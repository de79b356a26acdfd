use std::sync::Arc;

use axum::{
    middleware,
    routing::{get, post},
    Router,
};

use shared_config::AppConfig;
use shared_utils::extractor::auth_middleware;

use crate::handlers::*;

pub fn onboarding_routes(config: Arc<AppConfig>) -> Router {
    Router::new()
        .route("/", post(assign_role))
        .route("/access/{portal}", get(portal_access))
        .layer(middleware::from_fn_with_state(config.clone(), auth_middleware))
        .with_state(config)
}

- **What you should do**:
Beginning at the line with "pub fn onboarding_routes(config: Arc<AppConfig>)" and ending at the last line of the entries, print every line exactly.

- **Response below**:
pub fn onboarding_routes(config: Arc<AppConfig>) -> Router {
    Router::new()
        .route("/", post(assign_role))
        .route("/access/{portal}", get(portal_access))
        .layer(middleware::from_fn_with_state(config.clone(), auth_middleware))
        .with_state(config)
}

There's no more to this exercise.